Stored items
# # # # # # #

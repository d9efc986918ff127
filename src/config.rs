//! Engine configuration and limits.

use std::time::Duration;

fn env_usize(name: &str, default: usize) -> usize {
    std::env::var(name)
        .ok()
        .and_then(|v| v.parse().ok())
        .unwrap_or(default)
}

fn env_u64(name: &str, default: u64) -> u64 {
    std::env::var(name)
        .ok()
        .and_then(|v| v.parse().ok())
        .unwrap_or(default)
}

/// Limits and defaults for the orchestrator.
///
/// Treated as immutable after construction.
#[derive(Debug, Clone)]
pub struct EngineConfig {
    /// Executions with a larger context are rejected at entry.
    pub max_context_size: usize,
    /// Advisory chunk size handed to the root LM in its system prompt.
    pub default_chunk_size: usize,
    /// Cap enforced in `llm_query`; root depth is 0.
    pub max_recursion_depth: usize,
    /// `llm_query` prompts larger than this are handled by a recursive
    /// sub-agent (which generates its own program) instead of a single
    /// completion.
    pub recursion_threshold: usize,
    /// Global wall-clock deadline per execution.
    pub execution_timeout: Duration,
    /// Per-child-call cap, bounded further by the remaining deadline.
    pub child_call_timeout: Duration,
    /// Model used when the caller omits one.
    pub default_model: String,
    /// Total LM attempts per call (1 initial + retries).
    pub llm_max_attempts: u32,
}

impl EngineConfig {
    /// Load configuration from environment variables, falling back to the
    /// documented defaults.
    pub fn from_env() -> Self {
        Self {
            max_context_size: env_usize("MAX_CONTEXT_SIZE", 500_000),
            default_chunk_size: env_usize("DEFAULT_CHUNK_SIZE", 50_000),
            max_recursion_depth: env_usize("MAX_RECURSION_DEPTH", 10),
            recursion_threshold: env_usize("RECURSION_THRESHOLD", 100_000),
            execution_timeout: Duration::from_secs(env_u64("EXECUTION_TIMEOUT", 300)),
            child_call_timeout: Duration::from_secs(env_u64("CHILD_CALL_TIMEOUT", 120)),
            default_model: std::env::var("DEFAULT_MODEL")
                .unwrap_or_else(|_| "gpt-4o".to_string()),
            llm_max_attempts: env_u64("LLM_MAX_ATTEMPTS", 3) as u32,
        }
    }
}

impl Default for EngineConfig {
    fn default() -> Self {
        Self {
            max_context_size: 500_000,
            default_chunk_size: 50_000,
            max_recursion_depth: 10,
            recursion_threshold: 100_000,
            execution_timeout: Duration::from_secs(300),
            child_call_timeout: Duration::from_secs(120),
            default_model: "gpt-4o".to_string(),
            llm_max_attempts: 3,
        }
    }
}

#[cfg(test)]
mod tests {
    use super::*;

    #[test]
    fn test_defaults() {
        let config = EngineConfig::default();
        assert_eq!(config.max_context_size, 500_000);
        assert_eq!(config.default_chunk_size, 50_000);
        assert_eq!(config.max_recursion_depth, 10);
        assert_eq!(config.recursion_threshold, 100_000);
        assert_eq!(config.execution_timeout, Duration::from_secs(300));
        assert_eq!(config.llm_max_attempts, 3);
    }
}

# # # # # # #

Directions for this task | Repeat the data word for word, starting at its first line and stopping after the line that contains "its system prompt.".

Response area |
repository d9efc986918ff127
filename src/config.rs
//! Engine configuration and limits.

use std::time::Duration;

fn env_usize(name: &str, default: usize) -> usize {
    std::env::var(name)
        .ok()
        .and_then(|v| v.parse().ok())
        .unwrap_or(default)
}

fn env_u64(name: &str, default: u64) -> u64 {
    std::env::var(name)
        .ok()
        .and_then(|v| v.parse().ok())
        .unwrap_or(default)
}

/// Limits and defaults for the orchestrator.
///
/// Treated as immutable after construction.
#[derive(Debug, Clone)]
pub struct EngineConfig {
    /// Executions with a larger context are rejected at entry.
    pub max_context_size: usize,
    /// Advisory chunk size handed to the root LM in its system prompt.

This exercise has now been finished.